Similar to any bureaucrat or judge, the Senate parliamentarian is tasked with interpreting rules enacted by elected officials. If you hate the ruling, don’t blame the ruler, blame the rule. In this instance, there’s no serious argument that MacDonough didn’t follow the rules. Budget reconciliation legislation, a rare type of bill that cannot be filibustered, can only include budgetary provisions -- increases or decreases in spending or revenue. Under what is known as the Byrd Rule, having an “incidental” impact on the budget is insufficient.

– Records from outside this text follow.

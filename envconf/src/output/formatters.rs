//! Output formatter implementations.

use serde_json::Value;

use crate::config::Mapping;
use crate::{Error, Result};

use super::{OutputFormatter, ShellType};

/// Validates that a string is a valid environment variable name.
///
/// Valid names must:
/// - Start with a letter or underscore
/// - Contain only letters, digits, and underscores
fn is_valid_env_var_name(name: &str) -> bool {
    let mut chars = name.chars();
    match chars.next() {
        Some(first) if first.is_ascii_alphabetic() || first == '_' => {
            chars.all(|c| c.is_ascii_alphanumeric() || c == '_')
        }
        _ => false,
    }
}

/// Converts a key path to an environment variable name.
///
/// - Joins segments with underscores
/// - Converts to uppercase
/// - Replaces hyphens, dots and spaces with underscores
/// - Validates the result
fn key_path_to_env_var(prefix: Option<&str>, segments: &[&str]) -> Result<String> {
    let joined = prefix
        .into_iter()
        .chain(segments.iter().copied())
        .collect::<Vec<_>>()
        .join("_");
    let var_name = joined.to_uppercase().replace(['-', '.', ' '], "_");

    if !is_valid_env_var_name(&var_name) {
        return Err(Error::Validation {
            field: "environment_variable".to_string(),
            message: format!(
                "invalid environment variable name '{var_name}': must contain only alphanumeric characters and underscores, and start with a letter or underscore"
            ),
        });
    }

    Ok(var_name)
}

/// Render a leaf as the text stored in a variable.
fn leaf_to_string(value: &Value) -> String {
    match value {
        Value::Null => String::new(),
        Value::String(s) => s.clone(),
        Value::Bool(_) | Value::Number(_) => value.to_string(),
        Value::Array(_) | Value::Object(_) => {
            serde_json::to_string(value).unwrap_or_else(|_| value.to_string())
        }
    }
}

/// Flatten a mapping into `(VARIABLE, value)` pairs, sorted by variable.
///
/// Nested mappings contribute one variable per leaf; sequences are rendered
/// as compact JSON.
///
/// # Errors
///
/// Returns an error if a key path does not form a valid variable name, or if
/// two key paths normalize to the same variable (`db_host` and `db.host`).
pub fn flatten(config: &Mapping, prefix: Option<&str>) -> Result<Vec<(String, String)>> {
    fn walk<'a>(
        map: &'a Mapping,
        path: &mut Vec<&'a str>,
        prefix: Option<&str>,
        out: &mut Vec<(String, String, String)>,
    ) -> Result<()> {
        for (key, value) in map {
            path.push(key);
            match value {
                Value::Object(nested) => walk(nested, path, prefix, out)?,
                leaf => out.push((
                    key_path_to_env_var(prefix, path)?,
                    leaf_to_string(leaf),
                    path.join("."),
                )),
            }
            path.pop();
        }
        Ok(())
    }

    let mut vars = Vec::new();
    walk(config, &mut Vec::new(), prefix, &mut vars)?;
    vars.sort_by(|a, b| a.0.cmp(&b.0));

    if let Some(pair) = vars.windows(2).find(|pair| pair[0].0 == pair[1].0) {
        return Err(Error::Validation {
            field: "environment_variable".to_string(),
            message: format!(
                "key paths '{}' and '{}' both map to environment variable '{}'",
                pair[0].2, pair[1].2, pair[0].0
            ),
        });
    }

    Ok(vars.into_iter().map(|(var, value, _)| (var, value)).collect())
}

/// Formatter for JSON output.
pub struct JsonFormatter;

impl OutputFormatter for JsonFormatter {
    fn format(&self, config: &Mapping) -> Result<String> {
        serde_json::to_string_pretty(config).map_err(|e| Error::Validation {
            field: "json_output".to_string(),
            message: format!("failed to serialize to JSON: {e}"),
        })
    }
}

/// Formatter for YAML output.
pub struct YamlFormatter;

impl OutputFormatter for YamlFormatter {
    fn format(&self, config: &Mapping) -> Result<String> {
        let yaml = serde_yaml::to_string(config).map_err(|e| Error::Validation {
            field: "yaml_output".to_string(),
            message: format!("failed to serialize to YAML: {e}"),
        })?;
        Ok(yaml.trim_end().to_string())
    }
}

/// Formatter for dotenv (.env file) format.
pub struct DotenvFormatter {
    prefix: Option<String>,
}

impl DotenvFormatter {
    /// Create a new dotenv formatter.
    ///
    /// `prefix` is prepended (with an underscore) to every variable name.
    #[must_use]
    pub fn new(prefix: Option<String>) -> Self {
        Self { prefix }
    }
}

impl OutputFormatter for DotenvFormatter {
    fn format(&self, config: &Mapping) -> Result<String> {
        let lines: Vec<String> = flatten(config, self.prefix.as_deref())?
            .into_iter()
            .map(|(var, value)| format!("{var}={}", dotenv_quote(&value)))
            .collect();
        Ok(lines.join("\n"))
    }
}

/// Quote a dotenv value so loaders read it back literally.
///
/// Values with `$` or backticks are single-quoted to keep loaders from
/// expanding them. When that is impossible the value is double-quoted with
/// `$` and backticks escaped.
fn dotenv_quote(value: &str) -> String {
    let needs_quotes = value
        .chars()
        .any(|c| c.is_whitespace() || matches!(c, '#' | '"' | '\'' | '\\' | '$' | '`'));
    if !needs_quotes {
        return value.to_string();
    }

    let expands = value.contains(['$', '`']);
    if expands && !value.contains(['\'', '\n']) {
        return format!("'{value}'");
    }

    let escaped = value
        .replace('\\', r"\\")
        .replace('"', "\\\"")
        .replace('$', r"\$")
        .replace('`', r"\`")
        .replace('\n', r"\n");
    format!("\"{escaped}\"")
}

/// Formatter for shell-specific export statements.
pub struct ExportFormatter {
    shell: ShellType,
    prefix: Option<String>,
}

impl ExportFormatter {
    /// Create a new export formatter.
    #[must_use]
    pub fn new(shell: ShellType, prefix: Option<String>) -> Self {
        Self { shell, prefix }
    }
}

impl OutputFormatter for ExportFormatter {
    fn format(&self, config: &Mapping) -> Result<String> {
        let exports: Vec<String> = flatten(config, self.prefix.as_deref())?
            .into_iter()
            .map(|(var, value)| self.shell.format_export(&var, &value))
            .collect();
        Ok(exports.join("\n"))
    }
}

A higher minimum wage does have budgetary effects. The federal government would spend more money on federal contractors, for example. But it’s a policy designed to impact the entire economy; the federal government merely feels the macroeconomic reverberations. To rule minimum wage in bounds, the parliamentarian would have to stretch the definition of “incidental” in unprecedented fashion.

When Sen. Bernie Sanders said, in advance of the parliamentarian’s decision, that he was “confident” she would allow a $15 wage to be included, his reasoning at the time should have tipped us off that his confidence was misplaced.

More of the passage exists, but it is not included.